Macomb County's struggle with safety compliance pushing COVID-19 hospitalizations up

Of the hundreds of people hospitalized with COVID-19 at Henry Ford hospitals, the health system's Macomb location is carrying the bulk of patients. 

Citing the county's struggles maintaining compliance with regards to coronavirus safety measures, a doctor with Henry Ford Health Systems worried the behavior could put further pressure on the hospital chain. 

"What we have witnessed in the Macomb area, positive cases increased before other areas," said Dr. Adnan Munkarah, the chief clinical officer for HFHS. "Unfortunately, this is an area where compliance with measures was not up to par."

Speaking during a virtual press conference Friday, Munkarah characterized the coronavirus situation in Michigan as "very concerning," specifically pointing out places where residents failed to wear masks, socially distance, and gather in crowds as one of the primary reasons for the state's COVID-19 spike.

"When there is a lower adoption of mask-wearing and or limiting gathering, we've seen increases in cases and higher admission in hospitals in these communities," said the doctor. Of the 387 patients hospitalized at Henry Ford hospitals, a "majority" of them are from Macomb.

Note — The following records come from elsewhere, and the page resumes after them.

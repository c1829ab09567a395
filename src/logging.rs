use log::{debug, error, info, trace, warn, LevelFilter};
use serde_json::{json, Value};
use std::collections::HashMap;
use std::time::{SystemTime, UNIX_EPOCH};

use crate::config::LoggingConfig;
use crate::error::{ErrorSeverity, FailureClass, WatcherError};

/// Structured logging context for the watcher
pub struct LogContext {
    pub component: String,
    pub operation: String,
    pub metadata: HashMap<String, Value>,
}

impl LogContext {
    pub fn new(component: &str, operation: &str) -> Self {
        Self {
            component: component.to_string(),
            operation: operation.to_string(),
            metadata: HashMap::new(),
        }
    }

    pub fn with_metadata(mut self, key: &str, value: Value) -> Self {
        self.metadata.insert(key.to_string(), value);
        self
    }

    pub fn with_seqno(self, seqno: u32) -> Self {
        self.with_metadata("seqno", json!(seqno))
    }

    pub fn with_block(self, block: &crate::models::BlockIdentifier) -> Self {
        self.with_metadata("block", json!(block.to_string()))
    }

    pub fn with_logical_time(self, lt: u64) -> Self {
        self.with_metadata("lt", json!(lt))
    }

    pub fn with_transaction_hash(self, tx_hash: &str) -> Self {
        self.with_metadata("transaction_hash", json!(tx_hash))
    }

    pub fn with_address(self, address: &str) -> Self {
        self.with_metadata("address", json!(address))
    }

    pub fn with_duration_ms(self, duration_ms: u64) -> Self {
        self.with_metadata("duration_ms", json!(duration_ms))
    }

    pub fn with_retry_count(self, retry_count: u32) -> Self {
        self.with_metadata("retry_count", json!(retry_count))
    }

    fn format_message(&self, level: &str, message: &str) -> String {
        let timestamp = SystemTime::now()
            .duration_since(UNIX_EPOCH)
            .unwrap_or_default()
            .as_secs();

        let mut log_entry = json!({
            "timestamp": timestamp,
            "level": level,
            "component": self.component,
            "operation": self.operation,
            "message": message,
        });

        for (key, value) in &self.metadata {
            log_entry[key] = value.clone();
        }

        log_entry.to_string()
    }

    pub fn info(&self, message: &str) {
        info!("{}", self.format_message("INFO", message));
    }

    pub fn warn(&self, message: &str) {
        warn!("{}", self.format_message("WARN", message));
    }

    pub fn error(&self, message: &str) {
        error!("{}", self.format_message("ERROR", message));
    }

    pub fn debug(&self, message: &str) {
        debug!("{}", self.format_message("DEBUG", message));
    }

    pub fn trace(&self, message: &str) {
        trace!("{}", self.format_message("TRACE", message));
    }
}

/// Performance monitoring utilities
pub struct PerformanceMonitor {
    pub start_time: SystemTime,
    operation: String,
    metadata: HashMap<String, Value>,
}

impl PerformanceMonitor {
    pub fn new(operation: &str) -> Self {
        Self {
            start_time: SystemTime::now(),
            operation: operation.to_string(),
            metadata: HashMap::new(),
        }
    }

    pub fn with_metadata(mut self, key: &str, value: Value) -> Self {
        self.metadata.insert(key.to_string(), value);
        self
    }

    fn elapsed_ms(&self) -> u64 {
        SystemTime::now()
            .duration_since(self.start_time)
            .unwrap_or_default()
            .as_millis() as u64
    }

    fn context(self, duration: u64) -> LogContext {
        let mut context = LogContext::new("performance", &self.operation).with_duration_ms(duration);
        for (key, value) in self.metadata {
            context = context.with_metadata(&key, value);
        }
        context
    }

    pub fn finish(self) -> u64 {
        let duration = self.elapsed_ms();
        self.context(duration)
            .debug(&format!("Operation completed in {}ms", duration));
        duration
    }

    pub fn finish_with_result<T, E>(self, result: &Result<T, E>) -> u64
    where
        E: std::fmt::Display,
    {
        let duration = self.elapsed_ms();
        let context = self.context(duration);

        match result {
            Ok(_) => context.debug(&format!("Operation completed successfully in {}ms", duration)),
            Err(e) => context
                .with_metadata("error", json!(e.to_string()))
                .warn(&format!("Operation failed after {}ms: {}", duration, e)),
        }

        duration
    }
}

/// Error logging utilities
pub struct ErrorLogger;

impl ErrorLogger {
    pub fn log_error(error: &WatcherError, context: Option<LogContext>) {
        let severity = error.severity();

        let mut log_context = context.unwrap_or_else(|| LogContext::new("error", "unknown"));
        log_context = log_context
            .with_metadata("failure_class", json!(format!("{:?}", error.class())))
            .with_metadata("severity", json!(format!("{:?}", severity)))
            .with_metadata("recoverable", json!(error.is_recoverable()));

        if let Some(delay) = error.retry_delay() {
            log_context = log_context.with_metadata("retry_delay_seconds", json!(delay));
        }

        let message = format!("Error occurred: {}", error);

        match severity {
            ErrorSeverity::Critical | ErrorSeverity::High => log_context.error(&message),
            ErrorSeverity::Medium => log_context.warn(&message),
            ErrorSeverity::Low => log_context.info(&message),
        }
    }

    pub fn log_recovery_attempt(
        error: &dyn std::fmt::Display,
        class: FailureClass,
        attempt: u32,
        max_attempts: u32,
    ) {
        let context = LogContext::new("recovery", "retry_attempt")
            .with_retry_count(attempt)
            .with_metadata("max_attempts", json!(max_attempts))
            .with_metadata("failure_class", json!(format!("{:?}", class)));

        if max_attempts == 0 {
            context.warn(&format!("Retry attempt {}: {}", attempt, error));
        } else if attempt == max_attempts {
            context.error(&format!("Final retry attempt failed: {}", error));
        } else {
            context.warn(&format!("Retry attempt {} of {}: {}", attempt, max_attempts, error));
        }
    }

    pub fn log_recovery_success(operation: &str, attempts: u32, total_duration_ms: u64) {
        LogContext::new("recovery", "success")
            .with_metadata("operation", json!(operation))
            .with_retry_count(attempts)
            .with_duration_ms(total_duration_ms)
            .info(&format!("Operation recovered after {} attempts in {}ms", attempts, total_duration_ms));
    }
}

/// Application metrics and monitoring
pub struct MetricsLogger;

impl MetricsLogger {
    pub fn log_seqno_processed(seqno: u32, shard_count: usize, handler_count: usize, processing_time_ms: u64) {
        LogContext::new("metrics", "seqno_processed")
            .with_seqno(seqno)
            .with_metadata("shard_count", json!(shard_count))
            .with_metadata("handler_count", json!(handler_count))
            .with_duration_ms(processing_time_ms)
            .debug(&format!("Masterchain seqno {} processed with {} shard blocks", seqno, shard_count));
    }

    pub fn log_payment_detected(address: &str, lt: u64, hash: &str, value: Option<u64>) {
        LogContext::new("metrics", "payment_detected")
            .with_address(address)
            .with_logical_time(lt)
            .with_transaction_hash(hash)
            .with_metadata("value", json!(value))
            .info(&format!("Inbound payment at lt {} to {}", lt, address));
    }

    pub fn log_api_call(method: &str, duration_ms: u64, success: bool) {
        let context = LogContext::new("metrics", "api_call")
            .with_metadata("method", json!(method))
            .with_duration_ms(duration_ms)
            .with_metadata("success", json!(success));

        if success {
            context.debug(&format!("API call {} completed in {}ms", method, duration_ms));
        } else {
            context.warn(&format!("API call {} failed after {}ms", method, duration_ms));
        }
    }

    pub fn log_database_operation(operation: &str, duration_ms: u64, rows_affected: Option<usize>) {
        let mut context = LogContext::new("metrics", "database_operation")
            .with_metadata("operation", json!(operation))
            .with_duration_ms(duration_ms);

        if let Some(rows) = rows_affected {
            context = context.with_metadata("rows_affected", json!(rows));
        }

        context.debug(&format!("Database {} completed in {}ms", operation, duration_ms));
    }

    pub fn log_watcher_status(head_seqno: u32, last_checked_seqno: u32) {
        let behind = head_seqno.saturating_sub(last_checked_seqno);
        let context = LogContext::new("metrics", "watcher_status")
            .with_metadata("head_seqno", json!(head_seqno))
            .with_metadata("last_checked_seqno", json!(last_checked_seqno))
            .with_metadata("seqnos_behind", json!(behind));

        if behind > 10 {
            context.warn(&format!("Watcher is {} seqnos behind (head: {}, checked: {})",
                behind, head_seqno, last_checked_seqno));
        } else {
            context.debug(&format!("Watcher is {} seqnos behind", behind));
        }
    }
}

fn level_filter(level: &str) -> LevelFilter {
    match level {
        "error" => LevelFilter::Error,
        "warn" => LevelFilter::Warn,
        "debug" => LevelFilter::Debug,
        "trace" => LevelFilter::Trace,
        _ => LevelFilter::Info,
    }
}

/// Initialize structured logging for the application.
///
/// RUST_LOG still refines the filter on top of the configured level.
pub fn init_logging(config: &LoggingConfig) -> Result<(), Box<dyn std::error::Error>> {
    let mut builder = env_logger::Builder::new();
    builder.filter_level(level_filter(&config.level));
    if let Ok(filters) = std::env::var("RUST_LOG") {
        builder.parse_filters(&filters);
    }

    if config.format == "json" {
        // Structured records are already JSON; wrap plain ones so every line parses
        builder.format(|buf, record| {
            use std::io::Write;

            let line = record.args().to_string();
            if serde_json::from_str::<Value>(&line).is_ok() {
                writeln!(buf, "{}", line)
            } else {
                writeln!(
                    buf,
                    "{}",
                    json!({
                        "timestamp": chrono::Utc::now().timestamp(),
                        "level": record.level().to_string(),
                        "target": record.target(),
                        "message": line,
                    })
                )
            }
        });
    } else {
        builder.format(|buf, record| {
            use std::io::Write;

            if let Ok(json_value) = serde_json::from_str::<Value>(&record.args().to_string()) {
                writeln!(buf, "{}", serde_json::to_string_pretty(&json_value)?)
            } else {
                writeln!(
                    buf,
                    "{} [{}] {}: {}",
                    chrono::Utc::now().format("%Y-%m-%d %H:%M:%S%.3f"),
                    record.level(),
                    record.target(),
                    record.args()
                )
            }
        });
    }

    builder.try_init()?;

    info!("Structured logging initialized");
    Ok(())
}

#[cfg(test)]
mod tests {
    use super::*;
    use crate::error::RpcError;
    use serde_json::json;

    #[test]
    fn test_log_context_with_metadata() {
        let context = LogContext::new("test", "test")
            .with_seqno(101)
            .with_logical_time(27_000_001)
            .with_address("EQwallet");

        assert_eq!(context.metadata.get("seqno"), Some(&json!(101)));
        assert_eq!(context.metadata.get("lt"), Some(&json!(27_000_001u64)));
        assert_eq!(context.metadata.get("address"), Some(&json!("EQwallet")));
    }

    #[test]
    fn test_log_context_format_message() {
        let context = LogContext::new("block_watcher", "tick")
            .with_block(&crate::models::BlockIdentifier::masterchain(5));

        let message = context.format_message("INFO", "test message");

        let parsed: Value = serde_json::from_str(&message).expect("Should be valid JSON");
        assert_eq!(parsed["level"], "INFO");
        assert_eq!(parsed["component"], "block_watcher");
        assert_eq!(parsed["operation"], "tick");
        assert_eq!(parsed["message"], "test message");
        assert_eq!(parsed["block"], "(-1,8000000000000000,5)");
    }

    #[test]
    fn test_performance_monitor_with_result() {
        let monitor = PerformanceMonitor::new("test_operation")
            .with_metadata("test_key", json!("test_value"));
        assert_eq!(monitor.metadata.get("test_key"), Some(&json!("test_value")));

        let result: Result<(), String> = Err("boom".to_string());
        monitor.finish_with_result(&result);
    }

    #[test]
    fn test_error_and_metrics_logging_do_not_panic() {
        ErrorLogger::log_error(&WatcherError::Rpc(RpcError::Timeout), Some(LogContext::new("test", "error")));
        ErrorLogger::log_recovery_attempt(&RpcError::Timeout, FailureClass::TransientRemote, 3, 3);
        ErrorLogger::log_recovery_attempt(&RpcError::Timeout, FailureClass::TransientRemote, 7, 0);
        MetricsLogger::log_seqno_processed(101, 2, 1, 15);
        MetricsLogger::log_payment_detected("EQwallet", 1050, "aa=", Some(500));
        MetricsLogger::log_api_call("getMasterchainInfo", 120, false);
        MetricsLogger::log_watcher_status(150, 101);
    }

    #[test]
    fn test_level_filter_mapping() {
        assert_eq!(level_filter("warn"), LevelFilter::Warn);
        assert_eq!(level_filter("trace"), LevelFilter::Trace);
        assert_eq!(level_filter("unknown"), LevelFilter::Info);
    }
}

Munkarah's assessment falls in line with what the hospital chain's CEO said on a zoom call Thursday when Wright Lassiter said Henry Ford Macomb Hospital had "the highest volume by far," with regards to coronavirus patients.

"It has twice the inpatient volume that Henry Ford Hospital has, and Henry Ford Hospital has more than two times the number of beds that exist in Henry Ford Macomb Hospital," he said.

Henry Ford Macomb Hospital in Clinton Township

Health officials from both government and health care begged Michigan residents to comply with safety measures like masking up and avoiding small-to-medium gatherings.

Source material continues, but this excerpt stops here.